Further, in the first embodiment, the data transfer program 413 is provided in the SmartNIC 40 that is a configuration independent of the storage system 30. The data transfer program 413 runs on the processor of the SmartNIC 40. In this way, the data transfer program 413 can transfer backup data obtained by periodic backup to the cloud storage device 210 in a timely manner without being affected by the load of the storage system 30.

Second Embodiment

In a second embodiment, descriptions of configurations and processing similar to those of the first embodiment will be omitted, and differences from the first embodiment will be mainly described. FIG. 11 is a block diagram conceptually illustrating a configuration example of a cloud storage system 1a according to the second embodiment.
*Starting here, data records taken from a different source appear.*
/// Map expression computing an aggregate selection over rows binding
/// `node_var` (and `edge` for relationship aggregates).
pub fn aggregate_projection<'s>(
    ctx: &mut CompileContext<'s>,
    selection: &SelectionTree,
    node_var: &str,
    candidates: &[&'s Entity],
    edge: Option<EdgeBinding<'_>>,
) -> Result<(Expr, Vec<FieldPlan>), TranslatorError> {
    let mut entries = Vec::new();
    let mut plans = Vec::new();

    for child in &selection.selections {
        let key = child.response_key().to_string();
        match child.field.as_str() {
            "count" => {
                entries.push((key.clone(), Expr::call("count", vec![Expr::var(node_var)])));
                plans.push(FieldPlan {
                    key,
                    shape: FieldShape::Scalar {
                        kind: ScalarKind::Int,
                        is_list: false,
                    },
                });
            }
            "node" => {
                let type_name = candidates
                    .first()
                    .map(|e| e.name.clone())
                    .unwrap_or_default();
                let (expr, fields) = field_statistics(
                    ctx,
                    child,
                    node_var,
                    |name| candidates.iter().find_map(|e| e.scalar_field(name)),
                    &type_name,
                )?;
                entries.push((key.clone(), expr));
                plans.push(FieldPlan {
                    key,
                    shape: FieldShape::Object(fields),
                });
            }
            "edge" => {
                let Some(EdgeBinding {
                    var: edge_var,
                    properties: Some(props),
                }) = edge
                else {
                    return Err(SchemaError::field_error_with_context(
                        selection.response_key(),
                        "edge",
                        "The aggregated relationship carries no properties",
                    )
                    .into());
                };
                let (expr, fields) = field_statistics(
                    ctx,
                    child,
                    edge_var,
                    |name| props.scalar_field(name),
                    &props.name,
                )?;
                entries.push((key.clone(), expr));
                plans.push(FieldPlan {
                    key,
                    shape: FieldShape::Object(fields),
                });
            }
            _ if child.is_typename() => {
                log::debug!("`__typename` on aggregate `{}` is not projected", selection.field);
            }
            other => {
                return Err(SchemaError::field_error_with_context(
                    selection.response_key(),
                    other,
                    "Aggregate selections are `count`, `node` and `edge`",
                )
                .into())
            }
        }
    }
    Ok((Expr::Map(entries), plans))
}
The second embodiment is different from the first embodiment in that the storage management unit 300 includes a backup scheduler 316 instead of the snapshot scheduler 312 and the SmartNIC 40 does not include the data transfer scheduler 412. That is, in the second embodiment, the backup scheduler 316 of the storage management unit 300 has the function of the snapshot scheduler 312 according to the first embodiment, and also has the function of the data transfer scheduler 412 according to the first embodiment. Accordingly, the backup scheduler 316 and the snapshot program 313 are provided in the storage management unit 300.

In the second embodiment, when receiving a setting of a backup schedule via the backup setting screen 800, the storage management service program 200a of the storage management server 200 on the cloud system 20 sets a backup schedule for the backup scheduler 316 of the storage management program 310 on the storage system 30. Then, the backup scheduler 316 periodically acquires snapshots according to the setting, and periodically performs data transfer to the cloud storage device 210. Accordingly, the cloud backup is implemented.

A system administrator accesses the storage management server 200 of the cloud system 20 from the terminal 10. The storage management server 200 receives an operation from the terminal 10 and displays the backup setting screen 800 on the terminal 10. The system administrator inputs a setting of periodic backup on the backup setting screen 800, and the terminal 10 sets information on the set periodic backup in the storage management server 200 (corresponding to a “procedure 1” in the drawing).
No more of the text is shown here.